I would relay to the husband that, with regret, they’re fired! Don’t give her another chance to abuse your employees.

Peter T.
Show Low, AZ

Giving the obnoxious customer her money back is simply encouraging her (and those like her) to abuse businesses. As soon as the customer got belligerent, they should have been asked to leave. The “very difficult time” the witch is going through does not give her the right to treat others badly. If the husband wants to buy a second ring, he would still need to pay for both the first ring and the discounted price for the second. It would be good to mention to him that his wife isn’t allowed in the store unless she can behave herself. If that offends him, so be it. If she was a good customer and behaved like a decent person, that could be taken into account when the time comes to charge for the second ring, but I would charge for the second ring. When we clearly convey a possible problem to the customer, and that issue comes to light, it is not the store’s responsibility to cater to the customer’s stupidity.

Mark E.
Indianapolis, IN

Interestingly enough, I had a very similar situation, only it dealt with a diamond engagement ring. While in Las Vegas, the client claimed her diamond “jumped” out of her 4-prong solitaire and was lost. As I inspected the ring, noting that the prongs had been severely struck by something, I commented she was lucky she didn’t lose a finger or worse. At this point, the client became quite abusive with her language. After telling her that we would replace her diamond with an equal or better diamond at no cost to her, I declared the issue to be resolved. At this juncture, I turned to the overly embarrassed and red-faced husband and began talking about sports, totally ignoring the still complaining wife. Luckily the husband took the cue and hurriedly escorted his wife out of the door. As promised, we replaced the diamond with a bigger, better-quality diamond and at no additional cost to her. Bottom line, no matter what course of action you take, you’ll never see that client again.

Jo G.
Oconomowoc, WI

So many mistakes, first of all selling crap metal as valuable jewelry. I have hated the stuff since the 90s and refuse to sell it in rings. Chains and bracelets, okay; rings, never. Screamers make a lot of noise, but the worst they can do is a one star. I would have mailed the check, not made them come back in. If the husband wants the ring, order it for him. I give my customers 3 strikes for bad behavior, one each time. That allows for personal struggles that turn ugly in my store, or a fight with a loved one, or bad medical news.
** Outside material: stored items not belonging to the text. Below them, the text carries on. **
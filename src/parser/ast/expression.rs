use crate::lexer::Loc;

use super::{Block, ByteSpan, ParamDecl, TypeName};

#[derive(Debug, Clone, Copy, PartialEq, Eq, serde::Serialize, serde::Deserialize)]
pub enum Unop {
    Not,
    Len,
    Neg,
    BitNot,
}

#[derive(Debug, Clone, Copy, PartialEq, Eq, serde::Serialize, serde::Deserialize)]
pub enum Binop {
    Add,
    Sub,
    Mul,
    Mod,
    Div,
    IntDiv,
    Pow,
    Eq,
    Ne,
    Lt,
    Gt,
    Le,
    Ge,
    And,
    Or,
    BitAnd,
    BitOr,
    BitXor,
    ShiftL,
    ShiftR,
}

impl Binop {
    pub fn is_comparison(&self) -> bool {
        matches!(
            self,
            Binop::Eq | Binop::Ne | Binop::Lt | Binop::Gt | Binop::Le | Binop::Ge
        )
    }

    pub fn is_bitwise(&self) -> bool {
        matches!(
            self,
            Binop::BitAnd | Binop::BitOr | Binop::BitXor | Binop::ShiftL | Binop::ShiftR
        )
    }

    pub fn spelling(&self) -> &'static str {
        match self {
            Binop::Add => "+",
            Binop::Sub => "-",
            Binop::Mul => "*",
            Binop::Mod => "%",
            Binop::Div => "/",
            Binop::IntDiv => "//",
            Binop::Pow => "^",
            Binop::Eq => "==",
            Binop::Ne => "~=",
            Binop::Lt => "<",
            Binop::Gt => ">",
            Binop::Le => "<=",
            Binop::Ge => ">=",
            Binop::And => "and",
            Binop::Or => "or",
            Binop::BitAnd => "&",
            Binop::BitOr => "|",
            Binop::BitXor => "~",
            Binop::ShiftL => "<<",
            Binop::ShiftR => ">>",
        }
    }
}

impl Unop {
    pub fn spelling(&self) -> &'static str {
        match self {
            Unop::Not => "not",
            Unop::Len => "#",
            Unop::Neg => "-",
            Unop::BitNot => "~",
        }
    }
}

/// One entry of an initializer list: positional (`e`) or named (`name = e`).
#[derive(Debug, Clone, PartialEq, serde::Serialize, serde::Deserialize)]
pub struct InitEntry<T> {
    pub loc: Loc,
    pub name: Option<String>,
    pub value: Exp<T>,
}

#[derive(Debug, Clone, PartialEq, serde::Serialize, serde::Deserialize)]
pub enum Exp<T> {
    Nil {
        loc: Loc,
        info: T,
    },
    Bool {
        loc: Loc,
        value: bool,
        info: T,
    },
    Integer {
        loc: Loc,
        value: i64,
        info: T,
    },
    Float {
        loc: Loc,
        value: f64,
        info: T,
    },
    Str {
        loc: Loc,
        value: String,
        info: T,
    },
    Lambda {
        loc: Loc,
        params: Vec<ParamDecl>,
        ret_annotation: Option<ByteSpan>,
        ret_types: Vec<TypeName>,
        body: Block<T>,
        info: T,
    },
    Initlist {
        loc: Loc,
        entries: Vec<InitEntry<T>>,
        info: T,
    },
    /// Explicit `e as t` cast; `span` covers the `as` keyword through the
    /// end of the type so the translator can white it out.
    Cast {
        loc: Loc,
        exp: Box<Exp<T>>,
        type_name: TypeName,
        span: ByteSpan,
        info: T,
    },
    /// Integer-to-float promotion inserted by the checker. Has no surface
    /// syntax, hence no byte span.
    ToFloat {
        loc: Loc,
        exp: Box<Exp<T>>,
        info: T,
    },
    Unop {
        loc: Loc,
        op: Unop,
        exp: Box<Exp<T>>,
        info: T,
    },
    Binop {
        loc: Loc,
        op: Binop,
        lhs: Box<Exp<T>>,
        rhs: Box<Exp<T>>,
        info: T,
    },
    /// `a .. b .. c` with the operand run flattened into one node.
    Concat {
        loc: Loc,
        parts: Vec<Exp<T>>,
        info: T,
    },
    CallFunc {
        loc: Loc,
        func: Box<Exp<T>>,
        args: Vec<Exp<T>>,
        info: T,
    },
    CallMethod {
        loc: Loc,
        receiver: Box<Exp<T>>,
        method: String,
        args: Vec<Exp<T>>,
        info: T,
    },
    Var {
        loc: Loc,
        var: VarNode<T>,
        info: T,
    },
    Paren {
        loc: Loc,
        exp: Box<Exp<T>>,
        info: T,
    },
}

impl<T> Exp<T> {
    pub fn loc(&self) -> &Loc {
        match self {
            Exp::Nil { loc, .. }
            | Exp::Bool { loc, .. }
            | Exp::Integer { loc, .. }
            | Exp::Float { loc, .. }
            | Exp::Str { loc, .. }
            | Exp::Lambda { loc, .. }
            | Exp::Initlist { loc, .. }
            | Exp::Cast { loc, .. }
            | Exp::ToFloat { loc, .. }
            | Exp::Unop { loc, .. }
            | Exp::Binop { loc, .. }
            | Exp::Concat { loc, .. }
            | Exp::CallFunc { loc, .. }
            | Exp::CallMethod { loc, .. }
            | Exp::Var { loc, .. }
            | Exp::Paren { loc, .. } => loc,
        }
    }

    pub fn info(&self) -> &T {
        match self {
            Exp::Nil { info, .. }
            | Exp::Bool { info, .. }
            | Exp::Integer { info, .. }
            | Exp::Float { info, .. }
            | Exp::Str { info, .. }
            | Exp::Lambda { info, .. }
            | Exp::Initlist { info, .. }
            | Exp::Cast { info, .. }
            | Exp::ToFloat { info, .. }
            | Exp::Unop { info, .. }
            | Exp::Binop { info, .. }
            | Exp::Concat { info, .. }
            | Exp::CallFunc { info, .. }
            | Exp::CallMethod { info, .. }
            | Exp::Var { info, .. }
            | Exp::Paren { info, .. } => info,
        }
    }
}

#[derive(Debug, Clone, PartialEq, serde::Serialize, serde::Deserialize)]
pub enum VarNode<T> {
    Name {
        loc: Loc,
        name: String,
        info: T,
    },
    Bracket {
        loc: Loc,
        array: Box<Exp<T>>,
        index: Box<Exp<T>>,
        info: T,
    },
    Dot {
        loc: Loc,
        object: Box<Exp<T>>,
        field: String,
        info: T,
    },
}

impl<T> VarNode<T> {
    pub fn loc(&self) -> &Loc {
        match self {
            VarNode::Name { loc, .. }
            | VarNode::Bracket { loc, .. }
            | VarNode::Dot { loc, .. } => loc,
        }
    }

    pub fn info(&self) -> &T {
        match self {
            VarNode::Name { info, .. }
            | VarNode::Bracket { info, .. }
            | VarNode::Dot { info, .. } => info,
        }
    }
}
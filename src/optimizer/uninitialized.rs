//! Forward dataflow pass rejecting reads of never-written locals.
//!
//! The defined set flows forward through the structured command tree:
//! parameters start defined, an `if` joins its branches by intersection,
//! and a loop's exit set is the intersection over its `Break` points. A
//! branch that cannot fall through (it returned or broke) does not
//! constrain the join. Because the command tree has no goto, definitions
//! only accumulate along a path, so the first-iteration walk of a loop
//! body is already the fixed point.

use crate::ir::{Cmd, Function, Module};

use super::{Pass, PassError};

#[derive(Debug, Clone, Copy, PartialEq, Eq)]
pub struct Uninitialized;

type Set = Vec<bool>;

impl Pass for Uninitialized {
    fn name(&self) -> &'static str {
        "uninitialized"
    }

    fn run(&self, module: Module) -> Result<Module, PassError> {
        check_function(&module.init)?;
        for function in &module.functions {
            check_function(function)?;
        }
        Ok(module)
    }
}

fn check_function(function: &Function) -> Result<(), PassError> {
    let mut defined = vec![false; function.locals.len()];
    for slot in defined.iter_mut().take(function.param_count) {
        *slot = true;
    }
    let mut breaks = vec![];
    analyze(&function.body, &mut defined, function, &mut breaks)?;
    Ok(())
}

fn intersect(a: &Set, b: &Set) -> Set {
    a.iter().zip(b).map(|(x, y)| *x && *y).collect()
}

/// Walk one command list. Returns whether control can reach its end.
fn analyze(
    cmds: &[Cmd],
    defined: &mut Set,
    function: &Function,
    breaks: &mut Vec<Vec<Set>>,
) -> Result<bool, PassError> {
    for cmd in cmds {
        let mut reads = vec![];
        Function::local_reads(cmd, &mut reads);
        for index in reads {
            if !defined[index] {
                let local = &function.locals[index];
                return Err(PassError {
                    kind: "uninitialized",
                    message: format!("variable '{}' may be used uninitialized", local.name),
                    loc: local.loc.clone(),
                });
            }
        }

        match cmd {
            Cmd::If {
                then_cmds,
                else_cmds,
                ..
            } => {
                let mut then_set = defined.clone();
                let mut else_set = defined.clone();
                let then_reaches = analyze(then_cmds, &mut then_set, function, breaks)?;
                let else_reaches = analyze(else_cmds, &mut else_set, function, breaks)?;
                match (then_reaches, else_reaches) {
                    (true, true) => *defined = intersect(&then_set, &else_set),
                    (true, false) => *defined = then_set,
                    (false, true) => *defined = else_set,
                    (false, false) => return Ok(false),
                }
            }
            Cmd::Loop { body } => {
                breaks.push(vec![]);
                let mut body_set = defined.clone();
                analyze(body, &mut body_set, function, breaks)?;
                let exits = breaks.pop().expect("loop frame was just pushed");
                let Some(first) = exits.first() else {
                    // no break: the loop never falls through
                    return Ok(false);
                };
                *defined = exits[1..]
                    .iter()
                    .fold(first.clone(), |acc, set| intersect(&acc, set));
            }
            Cmd::ForNumInt { var, body, .. } | Cmd::ForNumFloat { var, body, .. } => {
                // a numeric for body can run zero times; breaks inside it
                // exit past the loop, and every break state includes the
                // entry state, so the exit set is the entry set
                breaks.push(vec![]);
                let mut body_set = defined.clone();
                body_set[*var] = true;
                analyze(body, &mut body_set, function, breaks)?;
                breaks.pop();
            }
            Cmd::Break => {
                if let Some(frame) = breaks.last_mut() {
                    frame.push(defined.clone());
                }
                return Ok(false);
            }
            Cmd::Return { .. } => return Ok(false),
            _ => {}
        }

        if let Some(dst) = Function::local_write(cmd) {
            defined[dst] = true;
        }
    }
    Ok(true)
}

#[cfg(test)]
mod tests {
    use super::*;
    use crate::ir::{IrBinop, Local, Value};
    use crate::lexer::Loc;
    use crate::typechecker::Type;

    fn function(locals: Vec<Local>, param_count: usize, body: Vec<Cmd>) -> Function {
        Function {
            name: "f".into(),
            loc: Loc::dummy(),
            typ: Type::Function {
                params: vec![],
                rets: vec![],
            },
            param_count,
            locals,
            body,
            exported: false,
        }
    }

    fn local(name: &str) -> Local {
        Local {
            name: name.into(),
            typ: Type::Integer,
            loc: Loc::dummy(),
        }
    }

    #[test]
    fn test_read_before_write_is_rejected() {
        let f = function(
            vec![local("x"), local("y")],
            0,
            vec![Cmd::Move {
                dst: 1,
                src: Value::Local(0),
            }],
        );
        let err = check_function(&f).unwrap_err();
        assert!(err.message.contains("'x' may be used uninitialized"));
    }

    #[test]
    fn test_params_start_defined() {
        let f = function(
            vec![local("p"), local("y")],
            1,
            vec![Cmd::Move {
                dst: 1,
                src: Value::Local(0),
            }],
        );
        assert!(check_function(&f).is_ok());
    }

    #[test]
    fn test_if_join_is_intersection() {
        // x is written in only one branch, then read
        let f = function(
            vec![local("c"), local("x"), local("y")],
            1,
            vec![
                Cmd::If {
                    cond: Value::Local(0),
                    then_cmds: vec![Cmd::Move {
                        dst: 1,
                        src: Value::Integer(1),
                    }],
                    else_cmds: vec![],
                },
                Cmd::Move {
                    dst: 2,
                    src: Value::Local(1),
                },
            ],
        );
        assert!(check_function(&f).is_err());
    }

    #[test]
    fn test_both_branches_define() {
        let f = function(
            vec![local("c"), local("x"), local("y")],
            1,
            vec![
                Cmd::If {
                    cond: Value::Local(0),
                    then_cmds: vec![Cmd::Move {
                        dst: 1,
                        src: Value::Integer(1),
                    }],
                    else_cmds: vec![Cmd::Move {
                        dst: 1,
                        src: Value::Integer(2),
                    }],
                },
                Cmd::Move {
                    dst: 2,
                    src: Value::Local(1),
                },
            ],
        );
        assert!(check_function(&f).is_ok());
    }

    #[test]
    fn test_loop_exit_set_comes_from_breaks() {
        // while true: x = 1; break; end; y = x  -- x defined at the break
        let f = function(
            vec![local("x"), local("y")],
            0,
            vec![
                Cmd::Loop {
                    body: vec![
                        Cmd::Move {
                            dst: 0,
                            src: Value::Integer(1),
                        },
                        Cmd::Break,
                    ],
                },
                Cmd::Move {
                    dst: 1,
                    src: Value::Local(0),
                },
            ],
        );
        assert!(check_function(&f).is_ok());
    }

    #[test]
    fn test_for_body_var_is_defined() {
        let f = function(
            vec![local("i"), local("acc")],
            0,
            vec![
                Cmd::Move {
                    dst: 1,
                    src: Value::Integer(0),
                },
                Cmd::ForNumInt {
                    var: 0,
                    start: Value::Integer(1),
                    limit: Value::Integer(10),
                    step: Value::Integer(1),
                    body: vec![Cmd::Binop {
                        dst: 1,
                        op: IrBinop::AddInt,
                        lhs: Value::Local(1),
                        rhs: Value::Local(0),
                    }],
                },
            ],
        );
        assert!(check_function(&f).is_ok());
    }
}
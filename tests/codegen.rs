use pallenec::driver::{self, Config};

fn emit_c(source: &str) -> String {
    driver::compile_source("test.pln", source, &Config::default())
        .expect("source should compile")
        .c_source
        .unwrap()
}

#[test]
fn test_module_entry_point_and_export_table() {
    let c = emit_c("function f(): integer return 10 end");
    assert!(c.contains("int luaopen_test(lua_State *L)"), "got:\n{c}");
    assert!(c.contains("lua_pushcfunction(L, test_f_entry);"));
    assert!(c.contains("lua_setfield(L, -2, \"f\");"));
}

#[test]
fn test_argument_validation_message() {
    let c = emit_c("function id_int(x: integer): integer return x end");
    assert!(
        c.contains(
            "wrong type for argument x at line 1, expected integer but found %s"
        ),
        "got:\n{c}"
    );
    assert!(c.contains("wrong number of arguments to function 'id_int'"));
}

#[test]
fn test_checked_array_access_messages() {
    let c = emit_c(
        "function get(arr: {integer}, i: integer): integer return arr[i] end",
    );
    assert!(c.contains("array index out of bounds at line 1"), "got:\n{c}");
    assert!(
        c.contains("wrong type for array element at line 1, expected integer but found %s")
    );
}

#[test]
fn test_static_call_path_skips_the_wrapper() {
    let c = emit_c(
        "function gcd(a: integer, b: integer): integer\n  if b == 0 then\n    return a\n  else\n    return gcd(b, a % b)\n  end\nend",
    );
    // the recursive call goes to the unchecked body, not the entry
    assert!(c.contains("lua_pushcfunction(L, test_gcd_c);"), "got:\n{c}");
    assert!(c.contains("static int test_gcd_entry(lua_State *L)"));
}

#[test]
fn test_integer_arithmetic_wraps_via_unsigned_math() {
    let c = emit_c("function add(a: integer, b: integer): integer return a + b end");
    assert!(
        c.contains("(uint64_t)(lua_tointeger(L, 1)) + (uint64_t)(lua_tointeger(L, 2))"),
        "got:\n{c}"
    );
}

#[test]
fn test_globals_are_initialized_at_load_time() {
    let c = emit_c("export counter: integer = 0\n");
    assert!(c.contains("static int test__init_c(lua_State *L)"), "got:\n{c}");
    assert!(c.contains("lua_pushcfunction(L, test__init_c);"));
}

#[test]
fn test_division_by_zero_stays_a_runtime_error() {
    let c = emit_c("function f(a: integer, b: integer): integer return a // b end");
    assert!(c.contains("attempt to perform 'n//0'"), "got:\n{c}");
}

#[test]
fn test_unbox_check_reports_the_cast_line() {
    let c = emit_c("function f(v: any): integer\n  return v as integer\nend");
    assert!(
        c.contains("wrong type for value at line 2, expected integer but found %s"),
        "got:\n{c}"
    );
}
use crate::lexer::Loc;

use super::{ByteSpan, Exp, TypeName, VarNode};

/// Whether a top-level binding is visible to importers of the module.
#[derive(Debug, Clone, Copy, PartialEq, Eq, serde::Serialize, serde::Deserialize)]
pub enum Visibility {
    Local,
    Export,
}

/// A function or lambda parameter. The annotation span covers the colon
/// through the end of the type; a parameter without an annotation (as in
/// plain Lua input) has type `any`.
#[derive(Debug, Clone, PartialEq, serde::Serialize, serde::Deserialize)]
pub struct ParamDecl {
    pub loc: Loc,
    pub name: String,
    pub type_name: Option<TypeName>,
    pub annotation: Option<ByteSpan>,
}

#[derive(Debug, Clone, PartialEq, serde::Serialize, serde::Deserialize)]
pub struct Block<T> {
    pub loc: Loc,
    pub stats: Vec<Stat<T>>,
}

#[derive(Debug, Clone, PartialEq, serde::Serialize, serde::Deserialize)]
pub enum Stat<T> {
    /// `do ... end`
    Block { loc: Loc, body: Block<T> },
    Assign {
        loc: Loc,
        var: VarNode<T>,
        value: Exp<T>,
    },
    /// `local name [: t] [= e]`
    Decl {
        loc: Loc,
        name: String,
        annotation: Option<ByteSpan>,
        type_name: Option<TypeName>,
        value: Option<Exp<T>>,
        info: T,
    },
    If {
        loc: Loc,
        arms: Vec<(Exp<T>, Block<T>)>,
        else_block: Option<Block<T>>,
    },
    While {
        loc: Loc,
        cond: Exp<T>,
        body: Block<T>,
    },
    Repeat {
        loc: Loc,
        body: Block<T>,
        cond: Exp<T>,
    },
    /// Numeric `for`; the iteration variable's static type picks the
    /// integer or float loop command during lowering.
    For {
        loc: Loc,
        var: String,
        annotation: Option<ByteSpan>,
        type_name: Option<TypeName>,
        start: Exp<T>,
        limit: Exp<T>,
        step: Option<Exp<T>>,
        body: Block<T>,
        info: T,
    },
    Break { loc: Loc },
    Return { loc: Loc, values: Vec<Exp<T>> },
    /// A call expression in statement position.
    Call { loc: Loc, call: Exp<T> },
}

impl<T> Stat<T> {
    pub fn loc(&self) -> &Loc {
        match self {
            Stat::Block { loc, .. }
            | Stat::Assign { loc, .. }
            | Stat::Decl { loc, .. }
            | Stat::If { loc, .. }
            | Stat::While { loc, .. }
            | Stat::Repeat { loc, .. }
            | Stat::For { loc, .. }
            | Stat::Break { loc }
            | Stat::Return { loc, .. }
            | Stat::Call { loc, .. } => loc,
        }
    }
}

#[derive(Debug, Clone, PartialEq, serde::Serialize, serde::Deserialize)]
pub struct FuncDecl<T> {
    pub loc: Loc,
    pub name: String,
    pub visibility: Visibility,
    /// Byte offset of the `export` keyword, when spelled out.
    pub export_kw: Option<usize>,
    pub params: Vec<ParamDecl>,
    /// Span of `: rettype` (parens of a tuple return included).
    pub ret_annotation: Option<ByteSpan>,
    pub ret_types: Vec<TypeName>,
    pub body: Block<T>,
    /// Location of the closing `end`.
    pub end_loc: Loc,
    pub info: T,
}

#[derive(Debug, Clone, PartialEq, serde::Serialize, serde::Deserialize)]
pub struct VarDecl<T> {
    pub loc: Loc,
    pub name: String,
    pub visibility: Visibility,
    pub export_kw: Option<usize>,
    pub annotation: Option<ByteSpan>,
    pub type_name: Option<TypeName>,
    pub value: Exp<T>,
    pub info: T,
}

#[derive(Debug, Clone, PartialEq, serde::Serialize, serde::Deserialize)]
pub struct TypealiasDecl {
    pub loc: Loc,
    pub name: String,
    pub type_name: TypeName,
    /// Whole declaration, `typealias` keyword through the type expression.
    pub span: ByteSpan,
}

#[derive(Debug, Clone, PartialEq, serde::Serialize, serde::Deserialize)]
pub struct RecordDecl {
    pub loc: Loc,
    pub name: String,
    pub fields: Vec<(String, TypeName)>,
    /// Whole declaration, `record` keyword through the closing `end`.
    pub span: ByteSpan,
}

#[derive(Debug, Clone, PartialEq, serde::Serialize, serde::Deserialize)]
pub struct ImportDecl {
    pub loc: Loc,
    pub name: String,
    pub module: String,
}

#[derive(Debug, Clone, PartialEq, serde::Serialize, serde::Deserialize)]
pub enum TopLevel<T> {
    Func(FuncDecl<T>),
    Var(VarDecl<T>),
    Typealias(TypealiasDecl),
    Record(RecordDecl),
    Import(ImportDecl),
    /// A final `return <exp>` at module level. Plain Lua modules (and
    /// the translator's own output) end in one; a module that already
    /// returns its table gets no synthesized export table.
    ModuleReturn { loc: Loc, value: Exp<T> },
}

impl<T> TopLevel<T> {
    pub fn loc(&self) -> &Loc {
        match self {
            TopLevel::Func(f) => &f.loc,
            TopLevel::Var(v) => &v.loc,
            TopLevel::Typealias(t) => &t.loc,
            TopLevel::Record(r) => &r.loc,
            TopLevel::Import(i) => &i.loc,
            TopLevel::ModuleReturn { loc, .. } => loc,
        }
    }
}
You go straight to 3 strikes if you give a one-star review, in which case we never work for you again. She was told six ways to Sunday how things were going to roll out, but I would not have engraved the ring until we knew it fit. A gift cert for the engraving could have been included with the ring, just in case, because people are sometimes stupid.

Bruce A.
Sherwood Park, AB

This owner should write a book under the title, “Perfect Response to an Impossible Situation”! She not only saved the sale by offering a full refund, she received an apology from a new customer. Chalk up two wins in her column, three if you count the support she showed her staff!

Marcus M.
Midland, TX

It’s tough because I understand why the owner did what she did to just get rid of the headache, but if someone was insulting my staff, my store and making a scene like that … I wouldn’t have been that accommodating. She would have been stuck with the ring and I would have fired her as a customer. The situation played out, however, and her husband is trying to make it right. I would let him re-order and pay for both rings so at least you’re not out the money. And no excuse makes up for her scummy behavior. Maybe she’ll feel bad and apologize, or maybe she’ll raise more trouble because her husband tried to make it right and went behind her back. Who knows, but keep an eye on this woman!